This pro-pollution point of view can be partly explained by the GOP’s close connection to the oil industry, which funnels millions into Republican campaigns every election year. Walker’s celebration of gas guzzlers can also be understood as a reaction to the notion, quiet but widespread among many environmentally conscious people, that cleaner cars are morally superior.

In 2000, the United States was introduced to the Toyota Prius, marketed as a holier-than-thou, eco-friendly choice. The hybrid car set off a backlash so intense, you can still hear its echoes today. Prius owners were parodied in the cartoon South Park. On the road, hybrid drivers were sometimes blasted by clouds of thick black smoke, targeted by truck owners who had removed their emissions controls. A popular bumper sticker of the mid-2010s simply read “Prius Repellent.” Even Toyota embraced the image with ironic ads.
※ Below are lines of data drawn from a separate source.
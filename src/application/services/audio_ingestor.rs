use std::path::PathBuf;

use base64::{Engine as _, engine::general_purpose};
use bytes::Bytes;

use crate::domain::{InlinePayload, TempAudioHandle, TranscriptionRequest};

/// Audio bytes ready to be persisted, or a path the caller already owns.
#[derive(Debug, Clone, PartialEq)]
pub enum IngestedAudio {
    Buffer { bytes: Bytes, extension: String },
    Referenced(PathBuf),
}

impl IngestedAudio {
    pub fn byte_len(&self) -> Option<usize> {
        match self {
            Self::Buffer { bytes, .. } => Some(bytes.len()),
            Self::Referenced(_) => None,
        }
    }
}

pub struct AudioIngestor;

impl AudioIngestor {
    /// Turns a transport payload into raw audio bytes. Pure: touches no files.
    pub fn ingest(request: TranscriptionRequest) -> Result<IngestedAudio, IngestError> {
        let audio = match request {
            TranscriptionRequest::InlineAudio { payload, .. } => IngestedAudio::Buffer {
                bytes: decode_inline(payload)?,
                extension: TempAudioHandle::extension_for(None),
            },
            TranscriptionRequest::UploadedFile {
                bytes, filename, ..
            } => IngestedAudio::Buffer {
                extension: TempAudioHandle::extension_for(filename.as_deref()),
                bytes,
            },
            TranscriptionRequest::ReferencedFile { path } => {
                if path.as_os_str().is_empty() {
                    return Err(IngestError::InvalidRequest(
                        "No audio file path provided".to_string(),
                    ));
                }
                return Ok(IngestedAudio::Referenced(path));
            }
        };

        match audio.byte_len() {
            Some(0) => Err(IngestError::EmptyAudio),
            _ => Ok(audio),
        }
    }
}

fn decode_inline(payload: InlinePayload) -> Result<Bytes, IngestError> {
    match payload {
        InlinePayload::Raw(bytes) => Ok(Bytes::from(bytes)),
        InlinePayload::Base64(encoded) => {
            let body = strip_data_uri(encoded.trim());
            let cleaned: String = body.chars().filter(|c| !c.is_ascii_whitespace()).collect();
            general_purpose::STANDARD
                .decode(cleaned.as_bytes())
                .map(Bytes::from)
                .map_err(|e| IngestError::InvalidRequest(format!("Invalid base64 audio data: {e}")))
        }
    }
}

/// Accepts `data:audio/wav;base64,<payload>` as well as a bare payload.
fn strip_data_uri(encoded: &str) -> &str {
    if encoded.starts_with("data:") {
        if let Some((_, payload)) = encoded.split_once(";base64,") {
            return payload;
        }
    }
    encoded
}

#[derive(Debug, Clone, PartialEq, thiserror::Error)]
pub enum IngestError {
    #[error("{0}")]
    InvalidRequest(String),
    #[error("Audio file is empty")]
    EmptyAudio,
}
Today, gasoline-free vehicles are finally starting to go mainstream. When the all-electric version of the Ford F-150 pickup truck — America’s longtime bestselling vehicle, and a favorite among Republicans — was released this spring, its waitlist was three years long. Sales of electric vehicles were up nearly 70 percent in the first nine months of this year compared to the same period last year. And 36 percent of Americans reported that they were considering buying an electric vehicle for their next car, according to polling by Consumer Reports this summer, largely because of high gas prices and cost savings over the long term. For many, the environmental benefits may be just a bonus — or not even be a consideration.

“I don’t have the disposable income to throw $50,000 or $60,000 at a car just to help the environment,” Russell Grooms, a librarian in Virginia who bought a battery-powered Nissan Leaf, recently told the New York Times. “It really came down to numbers.”


In a Prius commercial from 2008, a hitman drags a body out of his car in the middle of the night and dumps it in the river. “Well, at least he drives a Prius,” the ad says.

It was one of many advertisements that poked fun at the car’s environmental bona fides. The joke relies on understanding that driving a Prius is a form of moral “capital” that can be used to “offset life’s other sins,” wrote Sarah McFarland Taylor, a religion scholar, in the book Ecopiety: Green Media and the Dilemma of Environmental Virtue. 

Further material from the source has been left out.